Mi querida Big-Bang;

Mi querida M. acompañó a su hermana al banco a sacar una importante cantidad. “Me metí el dinero en las bragas y cogimos un taxi a la salida. Entonces va ella y le suelta al taxista: “no se preocupe, que el trayecto es corto pero llevamos un dineral encima”. Me puse violenta, con los billetes clavándoseme en el culo, y le solté; “¿Acaso no has visto “El coleccionista de huesos”, eh, bonita”?

El dinero no dará la felicidad, pero contribuye al desconcierto. Mi abuela solía guardárselo en las copas de sus sostenes XXL de Christian Dior. Del tirante izquierdo colgaba una bolsita tipo saco que extraía convenientemente cuando tocaba pagar. Avisando, eso sí: “un momento, joven…”. Se giraba, metía la mano en su escote generoso y sacaba el botín, calentito y arrugado. El dependiente fingía con sonrisa de cocodrilo que no se había percibido de la maniobra, y mi hermana y yo nos tronchábamos de risa, con mi abuela haciéndonos los coros.

Por algún motivo, el dinero siempre estorba. De ahí que nunca lleve encima mucho más que un billete de veinte euros, lo que ha conseguido despistar a mis chukis: “Mama, vamos a ver, ¿nosotras somos ricas o pobres?, me plantea la enana, con mirada inquisitorial. Y la adolescente capulla aprovecha para lucirse: “Mamá es rica y nosotras pobres. ¿No ves cuántos zapatos se compra y a ti y a mí no nos da paga?”.

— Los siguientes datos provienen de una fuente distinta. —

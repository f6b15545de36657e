//! Resource mappings: key to bytes lookups provided by plugins, typically
//! schema documents keyed by URI.

use crate::extension::PackageInfo;
use indexmap::IndexMap;
use std::borrow::Cow;
use std::collections::{BTreeMap, HashMap};
use std::fmt;
use std::sync::Arc;

/// Read-only mapping from resource URI to content.
pub trait ResourceMapping: Send + Sync {
    fn get(&self, uri: &str) -> Option<Cow<'_, [u8]>>;

    /// URIs available in this mapping.
    fn uris(&self) -> Vec<String>;

    fn contains(&self, uri: &str) -> bool {
        self.get(uri).is_some()
    }

    fn class_name(&self) -> &'static str {
        std::any::type_name::<Self>()
    }
}

impl ResourceMapping for IndexMap<String, Vec<u8>> {
    fn get(&self, uri: &str) -> Option<Cow<'_, [u8]>> {
        IndexMap::get(self, uri).map(|v| Cow::Borrowed(v.as_slice()))
    }

    fn uris(&self) -> Vec<String> {
        self.keys().cloned().collect()
    }
}

impl ResourceMapping for BTreeMap<String, Vec<u8>> {
    fn get(&self, uri: &str) -> Option<Cow<'_, [u8]>> {
        BTreeMap::get(self, uri).map(|v| Cow::Borrowed(v.as_slice()))
    }

    fn uris(&self) -> Vec<String> {
        self.keys().cloned().collect()
    }
}

impl ResourceMapping for HashMap<String, Vec<u8>> {
    fn get(&self, uri: &str) -> Option<Cow<'_, [u8]>> {
        HashMap::get(self, uri).map(|v| Cow::Borrowed(v.as_slice()))
    }

    fn uris(&self) -> Vec<String> {
        let mut uris: Vec<_> = self.keys().cloned().collect();
        uris.sort();
        uris
    }
}

/// A [`ResourceMapping`] together with the package that provided it.
#[derive(Clone)]
pub struct ResourceMappingProxy {
    delegate: Arc<dyn ResourceMapping>,
    package: Option<PackageInfo>,
}

impl ResourceMappingProxy {
    pub fn new(delegate: Arc<dyn ResourceMapping>, package: Option<PackageInfo>) -> Self {
        Self { delegate, package }
    }

    pub fn get(&self, uri: &str) -> Option<Cow<'_, [u8]>> {
        self.delegate.get(uri)
    }

    pub fn contains(&self, uri: &str) -> bool {
        self.delegate.contains(uri)
    }

    pub fn uris(&self) -> Vec<String> {
        self.delegate.uris()
    }

    pub fn delegate(&self) -> &Arc<dyn ResourceMapping> {
        &self.delegate
    }

    pub fn package_name(&self) -> Option<&str> {
        self.package.as_ref().map(|p| p.name.as_str())
    }

    pub fn package_version(&self) -> Option<&str> {
        self.package.as_ref().map(|p| p.version.as_str())
    }

    pub fn class_name(&self) -> &'static str {
        self.delegate.class_name()
    }
}

impl fmt::Debug for ResourceMappingProxy {
    fn fmt(&self, f: &mut fmt::Formatter<'_>) -> fmt::Result {
        let package = match &self.package {
            Some(p) => p.to_string(),
            None => "(none)".to_string(),
        };
        write!(
            f,
            "<ResourceMappingProxy class: {} package: {}>",
            self.class_name(),
            package
        )
    }
}

/// First-wins lookup across several resource mappings.
#[derive(Debug, Clone, Default)]
pub struct ResourceManager {
    mappings: Vec<Arc<ResourceMappingProxy>>,
}

impl ResourceManager {
    pub fn new(mappings: Vec<Arc<ResourceMappingProxy>>) -> Self {
        Self { mappings }
    }

    pub fn get(&self, uri: &str) -> Option<Cow<'_, [u8]>> {
        self.mappings.iter().find_map(|m| m.get(uri))
    }

    pub fn contains(&self, uri: &str) -> bool {
        self.mappings.iter().any(|m| m.contains(uri))
    }

    /// Every available URI, in mapping order, without duplicates.
    pub fn uris(&self) -> Vec<String> {
        let mut seen = indexmap::IndexSet::new();
        for mapping in &self.mappings {
            seen.extend(mapping.uris());
        }
        seen.into_iter().collect()
    }

    pub fn mappings(&self) -> &[Arc<ResourceMappingProxy>] {
        &self.mappings
    }

    pub fn len(&self) -> usize {
        self.mappings.len()
    }

    pub fn is_empty(&self) -> bool {
        self.mappings.is_empty()
    }
}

“La paga es muy de los ochenta”, les contesto. Una vulgaridad demodé que en esta casa no vamos a practicar, como no practicamos el tiro al plato ni el fox trot. Eso por no decirles que en mi familia el dinero es un tema tabú, considerado de pésimo gusto. Lo que ha impedido que haya habido peleas entre hermanos.Aquello de lo que no se habla, no es, y punto. Eso sí, el día que mi padre quiso donarnos algo en vida, estábamos tan poco acostumbrados que nos entró la risa nerviosa en el notario y mi padre no se dio cuenta de que faltaba el nombre de uno en la escritura.

“Papá, verás, es que yo no aparezco, dijo A. No es que quiera objetar nada, pero si me has traído a firmar y no estoy, pues queda un poco raro, ¿no?.

En cualquier otra familia, el detalle hubiera dado pie a suspicacias, miraditas de reojo y celos tiñosos. En la mía, fue el detonante para poner en marcha la maquinaria de los chistes ingeniosos, que celebrábamos todos muertos de risa, para espanto de la secretaria del notario más pijo del barrio de Salamanca. “Se conoce que son un poco tipejillos y no se contienen entre tanta madera noble y tapices flamencos”, debió murmurar a su compañera.

Lo mejor del dinero es su volatilidad. Un día tienes, al siguiente se ha ido. Así que conviene no encariñarse demasiado. Yo, por mi parte, sólo aspiro a envejecer con un buen botín que me permita llevar colgado del sostén un saquillo como el de mi abuela, preferiblemente de La Perla, y airearlo en las boutiques de moda más exclusivas. A ver quién es la dependienta que se atreve a llamarme hortera…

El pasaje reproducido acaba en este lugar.